Du machst fröhlich

Du machst fröhlich, was da lebet im Osten wie im Westen

Psalm 65, 9

Es ist die Nacht vom 2. zum 3. Oktober 1990: Hunderttausende feiern in Berlin rund um das Brandenburger Tor den Vollzug der Deutschen Einheit. Und Millionen erleben es daheim an den Bildschirmen mit! Am nächsten Morgen kommen an die Tausend Menschen aus Ost und West in unserer Falkensteiner Kirche zu einem Dankgottesdienst zusammen. Vorn vor dem Altar ist ein großes Blumenbild gelegt, in Gestalt einer Karte des vereinten Deutschlands - mittendrin die Worte: „GOTT SEI DANK!“. Ich soll die Festpredigt halten und habe mir dafür ein Psalmwort gewählt, das genau das beschreibt, was uns an diesem Tag erfüllt: „Du machst fröhlich, was da lebt im Osten wie im Westen“.

Genau 18 Jahre später begegnet uns jetzt dieses Wort als Monatsspruch wieder. Kann man sagen, dass wir Menschen in Falkenstein heute noch über die damals vollzogene Einheit Deutschlands „fröhlich“ sind? Wobei mit „fröhlich“ in diesem Bibelvers nicht gemeint ist, dass man immer lustig und gut aufgelegt ist, sondern es hat die Bedeutung von „dankbar sein“ oder „zufrieden sein“.

Mir scheint, dass im Laufe der Jahre die Dankbarkeit immer mehr ab- und die Resignation immer mehr zugenommen hat. Wer traut sich heute noch, jemandem zu sagen: „Ich bin zufrieden, mir geht’s gut!“? – muss er nicht sofort mit der Entgegnung rechnen: „Du hast gut reden, aber schau mal meine Situation an!“? Jeder weiß, die Einheit Deutschlands brachte auch eine Menge Probleme mit: Arbeitslosigkeit, Kriminalität, Korruption, Inflation, Unmenschlichkeit. Aber wir Deutschen sind in der Gefahr, dass wir nun nur noch von den Belastungen und Schwierigkeiten sprechen; dagegen nehmen wir das viele Gute, das uns die Einheit gebracht hat, für selbstverständlich hin, als hätte das einfach so zu sein.
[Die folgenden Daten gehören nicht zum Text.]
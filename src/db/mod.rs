pub mod sqlite;
pub mod repository;

pub use sqlite::*;
pub use repository::*;

use thiserror::Error;

#[derive(Error, Debug)]
pub enum DatabaseError {
    #[error("SQLite error: {0}")]
    Sqlite(#[from] rusqlite::Error),

    #[error("Entity not found: {entity_type} with id {id}")]
    NotFound { entity_type: String, id: String },

    #[error("Invalid enum value for {field}: {value}")]
    InvalidEnum { field: String, value: String },

    #[error("Migration failed at version {version}: {reason}")]
    MigrationFailed { version: i64, reason: String },

    #[error("Constraint violated: {0}")]
    ConstraintViolation(String),
}
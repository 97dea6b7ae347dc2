use chrono::NaiveDateTime;
use serde::{Deserialize, Serialize};
use uuid::Uuid;

/// Per-patient threshold overrides. Every field is optional; an absent
/// field falls back to the system default at resolution time.
#[derive(Debug, Clone, PartialEq, Serialize, Deserialize)]
pub struct ThresholdConfiguration {
    pub id: Uuid,
    pub patient_id: Uuid,
    pub creatinine_critical: Option<f64>,
    pub creatinine_warning: Option<f64>,
    pub systolic_critical: Option<i64>,
    pub systolic_warning: Option<i64>,
    pub diastolic_critical: Option<i64>,
    pub diastolic_warning: Option<i64>,
    /// kg lost since the previous weighed consultation.
    pub weight_loss_threshold: Option<f64>,
    pub created_at: NaiveDateTime,
    pub updated_at: NaiveDateTime,
}

impl ThresholdConfiguration {
    /// An override record with no fields set (all defaults).
    pub fn empty(patient_id: Uuid) -> Self {
        let now = chrono::Local::now().naive_local();
        Self {
            id: Uuid::new_v4(),
            patient_id,
            creatinine_critical: None,
            creatinine_warning: None,
            systolic_critical: None,
            systolic_warning: None,
            diastolic_critical: None,
            diastolic_warning: None,
            weight_loss_threshold: None,
            created_at: now,
            updated_at: now,
        }
    }
}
Unser Bibelvers beginnt mit dem Wort DU – „Du machst fröhlich“. Damit ist Gott gemeint! Also nicht der materielle Wohlstand macht Menschen fröhlich - sondern das, was Gott tut. Wir sollten nicht vergessen, dass die Wende und die Wiedervereinigung Gottes Werk waren! Wir sollten nicht vergessen, von welchem unmenschlichen System uns Gott damals befreit hat! Dass wir wie in einem riesigen Zuchthaus eingesperrt waren und manchem von uns nicht mal gestattet war, seinen sterbenden Vater im anderen Teil Deutschlands zu besuchen! Wir sollten nicht vergessen, wie mit Andersdenkenden verfahren wurde und dass für die, die eine kritische Haltung gegenüber der DDR wagten, zuletzt schon die Internierungslager vorbereitet waren! Wir sollten nicht vergessen, mit welcher Arroganz konfirmierte Kinder alle möglichen Benachteiligungen zu spüren bekamen, bis dahin, dass ihnen der Zugang zu EOS und Studium verweigert wurde! Wir sollten auch nicht vergessen, dass die Wirtschaft der DDR zuletzt vor dem Bankrott stand! Wir sollten uns erinnern an die leeren Geschäfte und das Schlangestehen, und dass es in der DDR viele lebensrettende Medikamente einfach nicht gab! Erinnern wir uns auch noch an die verpestete Luft und die verseuchten Böden und Flüsse? Heute nehmen wir für selbstverständlich, dass das Telefon funktioniert und wir in richtigen Autos über glatte Straßen fahren - wissen wir noch, dass unser Telefonnetz seit 1928 nicht mehr modernisiert war und die Wartezeit auf einen Telefonanschluss in Jahrzehnten bemessen wurde, ebenso wie man auf einen Trabi 15 Jahre warten musste? Und wenn inzwischen ein Haus nach dem anderen modernisiert ist – haben wir vergessen, dass damals beinahe die ganze alte Bausubstanz marode und einsturzgefährdet war?

Es ist gut, wenn wir uns zum Tag der Einheit wieder an solche Dinge erinnern. Und vor allem daran, dass wir all das Gute wirklich Gott zu verdanken haben! Mit den entstandenen Problemen und Sorgen können wir uns an Gott wenden, statt über sie zu jammern. Aber jeder hat auch Grund zum Danken. Gejammer macht missmutig, aber Dankbarkeit macht froh. „Jeden Tag ein Klagelied weniger und ein Loblied mehr“ – das wäre eine gute Sache.